Kejahatan bermotif kebencian, atau yang dikenal dengan sebutan hate crime, di sejumlah kota besar di Amerika Serikat mengalami peningkatan selama paruh pertama tahun 2022, demikian menurut data polisi yang dikumpulkan Pusat Studi Kebencian dan Ekstremisme di Califonia State University di San Bernardino.
Data yang dikumpulkan dari 15 departemen kepolisian di kota besar menunjukkan peningkatan insiden bermotif bias sepanjang tahun ini rata-rata sekitar 5 persen.
Lima belas kota yang diambil datanya itu memiliki gabungan populasi sebesar 25,5 juta jiwa.

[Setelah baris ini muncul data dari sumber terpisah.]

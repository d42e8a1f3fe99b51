use crate::logging::{LogEvent, LogFields, LogLevel};
use serde_json::json;

/// Counters accumulated by the input router.
#[derive(Debug, Default, Clone)]
pub struct RouterMetrics {
    events: u64,
    handled: u64,
    notifications: u64,
    drags: u64,
    resizes: u64,
}

impl RouterMetrics {
    pub fn new() -> Self {
        Self::default()
    }

    pub fn record_event(&mut self, handled: bool) {
        self.events = self.events.saturating_add(1);
        if handled {
            self.handled = self.handled.saturating_add(1);
        }
    }

    pub fn record_notifications(&mut self, count: usize) {
        self.notifications = self.notifications.saturating_add(count as u64);
    }

    pub fn record_drag(&mut self) {
        self.drags = self.drags.saturating_add(1);
    }

    pub fn record_resize(&mut self) {
        self.resizes = self.resizes.saturating_add(1);
    }

    pub fn snapshot(&self) -> MetricSnapshot {
        MetricSnapshot {
            events: self.events,
            handled: self.handled,
            notifications: self.notifications,
            drags: self.drags,
            resizes: self.resizes,
        }
    }
}

#[derive(Debug, Clone, Copy, PartialEq, Eq)]
pub struct MetricSnapshot {
    pub events: u64,
    pub handled: u64,
    pub notifications: u64,
    pub drags: u64,
    pub resizes: u64,
}

impl MetricSnapshot {
    pub fn to_log_event(&self, target: &str) -> LogEvent {
        LogEvent::with_fields(LogLevel::Info, target, "router_metrics", self.as_fields())
    }

    pub fn as_fields(&self) -> LogFields {
        let mut map = LogFields::new();
        map.insert("events".to_string(), json!(self.events));
        map.insert("handled".to_string(), json!(self.handled));
        map.insert("notifications".to_string(), json!(self.notifications));
        map.insert("drags".to_string(), json!(self.drags));
        map.insert("resizes".to_string(), json!(self.resizes));
        map
    }
}

#[cfg(test)]
mod tests {
    use super::*;

    #[test]
    fn snapshot_reports_counters() {
        let mut metrics = RouterMetrics::new();
        metrics.record_event(true);
        metrics.record_event(false);
        metrics.record_notifications(3);
        metrics.record_drag();
        let snapshot = metrics.snapshot();
        assert_eq!(snapshot.events, 2);
        assert_eq!(snapshot.handled, 1);
        assert_eq!(snapshot.notifications, 3);
        assert_eq!(snapshot.drags, 1);
        assert_eq!(snapshot.resizes, 0);

        let event = snapshot.to_log_event("intui::router.metrics");
        assert_eq!(event.message, "router_metrics");
        assert_eq!(event.fields.get("handled"), Some(&json!(1)));
    }
}
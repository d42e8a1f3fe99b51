use serde::Serialize;

use crate::font::Font;
use crate::gadget::{GadgetFlags, GadgetKind, GadgetType, IconId, Owner};
use crate::geometry::Rect;
use crate::registry::{GadgetId, Registry, WindowId};
use crate::text::StringState;

/// Read-only snapshot of everything a renderer needs to draw one gadget, in
/// screen space.
#[derive(Debug, Clone, PartialEq, Eq, Serialize)]
pub struct GadgetVisual {
    pub id: i32,
    pub kind: GadgetType,
    pub bounds: Rect,
    pub flags: GadgetFlags,
    pub text: Option<String>,
    pub icon: Option<IconId>,
    pub knob: Option<Rect>,
    pub edit: Option<EditVisual>,
}

/// Visible slice of a string gadget.
#[derive(Debug, Clone, PartialEq, Eq, Serialize)]
pub struct EditVisual {
    pub visible: String,
    /// Screen-space x of the cursor.
    pub cursor_x: i32,
    /// Screen-space x range of the highlighted selection, if any is visible.
    pub selection: Option<(i32, i32)>,
}

impl GadgetVisual {
    pub fn capture(
        registry: &Registry,
        gadget: GadgetId,
        font: &dyn Font,
        min_knob: i32,
    ) -> Option<Self> {
        let target = registry.gadget(gadget)?;
        let bounds = registry.absolute_bounds(gadget)?;
        let (knob, edit) = match target.kind() {
            GadgetKind::Bool => (None, None),
            GadgetKind::Prop(state) => (Some(state.knob_rect(bounds, min_knob)), None),
            GadgetKind::String(state) => (None, Some(EditVisual::capture(state, bounds, font))),
        };
        Some(Self {
            id: target.id(),
            kind: target.gadget_type(),
            bounds,
            flags: target.flags,
            text: target.text.clone(),
            icon: target.icon,
            knob,
            edit,
        })
    }
}

impl EditVisual {
    fn capture(state: &StringState, bounds: Rect, font: &dyn Font) -> Self {
        let offset = state.display_offset();
        let mut visible = String::new();
        let mut x = bounds.x;
        let mut cursor_x = bounds.x;
        let mut selection: Option<(i32, i32)> = None;
        for (index, ch) in state.text().chars().enumerate().skip(offset) {
            if index == state.cursor() {
                cursor_x = x;
            }
            let advance = font.advance(ch);
            if x + advance > bounds.right() {
                break;
            }
            if index >= state.selection_start() && index < state.selection_end() {
                selection = Some(match selection {
                    Some((start, _)) => (start, x + advance),
                    None => (x, x + advance),
                });
            }
            visible.push(ch);
            x += advance;
        }
        if state.cursor() >= offset + visible.chars().count() {
            cursor_x = x;
        }
        Self {
            visible,
            cursor_x,
            selection,
        }
    }
}

/// Gadgets of one window in drawing order: window gadgets back to front, then
/// each requester's gadgets.
pub fn window_gadgets(registry: &Registry, window: WindowId) -> Vec<GadgetId> {
    let Some(win) = registry.window(window) else {
        return Vec::new();
    };
    let mut out = win.gadgets().to_vec();
    for requester in win.requesters() {
        if let Some(list) = registry.owner_gadgets(Owner::Requester(*requester)) {
            out.extend_from_slice(list);
        }
    }
    out
}

/// Every gadget in drawing order across all screens.
pub fn drawing_order(registry: &Registry) -> Vec<GadgetId> {
    registry
        .screens()
        .iter()
        .filter_map(|s| registry.screen(*s))
        .flat_map(|screen| screen.windows().to_vec())
        .flat_map(|window| window_gadgets(registry, window))
        .collect()
}
use crate::geometry::{Point, Rect};
use crate::registry::{GadgetId, WindowId};

#[derive(Debug, Clone, Copy, PartialEq, Eq)]
pub enum DragMode {
    Move,
    Size,
}

/// An in-progress window move or resize started from a system gadget.
#[derive(Debug, Clone, Copy, PartialEq, Eq)]
pub struct DragState {
    pub window: WindowId,
    pub gadget: GadgetId,
    pub mode: DragMode,
    start: Point,
    start_bounds: Rect,
}

impl DragState {
    pub fn new(
        window: WindowId,
        gadget: GadgetId,
        mode: DragMode,
        start: Point,
        bounds: Rect,
    ) -> Self {
        Self {
            window,
            gadget,
            mode,
            start,
            start_bounds: bounds,
        }
    }

    /// Delta to apply to the window's current bounds so it tracks the pointer.
    ///
    /// Targets are measured from the drag origin, so clamping in earlier steps
    /// does not accumulate drift.
    pub fn delta(&self, pointer: Point, current: Rect) -> (i32, i32) {
        let dx = pointer.x - self.start.x;
        let dy = pointer.y - self.start.y;
        match self.mode {
            DragMode::Move => (
                self.start_bounds.x + dx - current.x,
                self.start_bounds.y + dy - current.y,
            ),
            DragMode::Size => (
                self.start_bounds.width + dx - current.width,
                self.start_bounds.height + dy - current.height,
            ),
        }
    }
}

#[cfg(test)]
mod tests {
    use super::*;
    use slotmap::SlotMap;

    #[test]
    fn delta_is_measured_from_origin() {
        let mut windows: SlotMap<WindowId, ()> = SlotMap::with_key();
        let mut gadgets: SlotMap<GadgetId, ()> = SlotMap::with_key();
        let start_bounds = Rect::new(10, 10, 100, 50);
        let drag = DragState::new(
            windows.insert(()),
            gadgets.insert(()),
            DragMode::Move,
            Point::new(20, 12),
            start_bounds,
        );
        // clamped earlier at x = 0
        let current = Rect::new(0, 10, 100, 50);
        assert_eq!(drag.delta(Point::new(15, 12), current), (5, 0));

        let size = DragState { mode: DragMode::Size, ..drag };
        assert_eq!(size.delta(Point::new(30, 22), start_bounds), (10, 10));
    }
}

Sebagai perbandingan, sampel data yang lebih besar dari 52 kota besar yang dikumpulkan oleh badan kajian itu menunjukkan bahwa kejahatan rasial di Amerika melonjak hampir 30 persen pada tahun 2021.
Biro Penyidik Federal FBI menetapkan definisi kejahatan bermotif kebencian sebagai “pelanggaran pidana terhadap seseorang atau properti yang seluruh atau sebagian motifnya disebabkan oleh bias pelaku terhadap ras, agama, disabilitas, orientasi seksual, etnis, jenis kelamin, atau identitas gender.” Kejahatan bermotif kebencian di AS telah meningkat pesat dalam beberapa tahun terakhir.
Kondisi tersebut didorong oleh beberapa faktor, mulai dari lonjakan sentimen anti-Asia selama perebakan pandemi virus corona, hingga permusuhan anti-kulit hitam sebagai tanggapan terhadap protes keadilan rasial yang terjadi di seluruh Amerika Serikat pada tahun 2020 pasca pembunuhan warga Amerika keturunan Afrika, George Flyod, di tahanan polisi.
Jika peningkatan tersebut terus terjadi pada tahun ini, kondisi itu menandai tahun keempat secara berturut-turut di mana kejahatan rasial di Amerika Seringkat terus meningkat.
“Ada sedikit perlambatan (kasus hate crime.red), tetapi peristiwanya tidak terbatas hanya pada satu tahun saja.
Hal ini dapat menjadi tren multi-tahun,” ujar Brian Levin, Direktur Eksekutif Pusat Studi Kebencian dan Ekstremisme.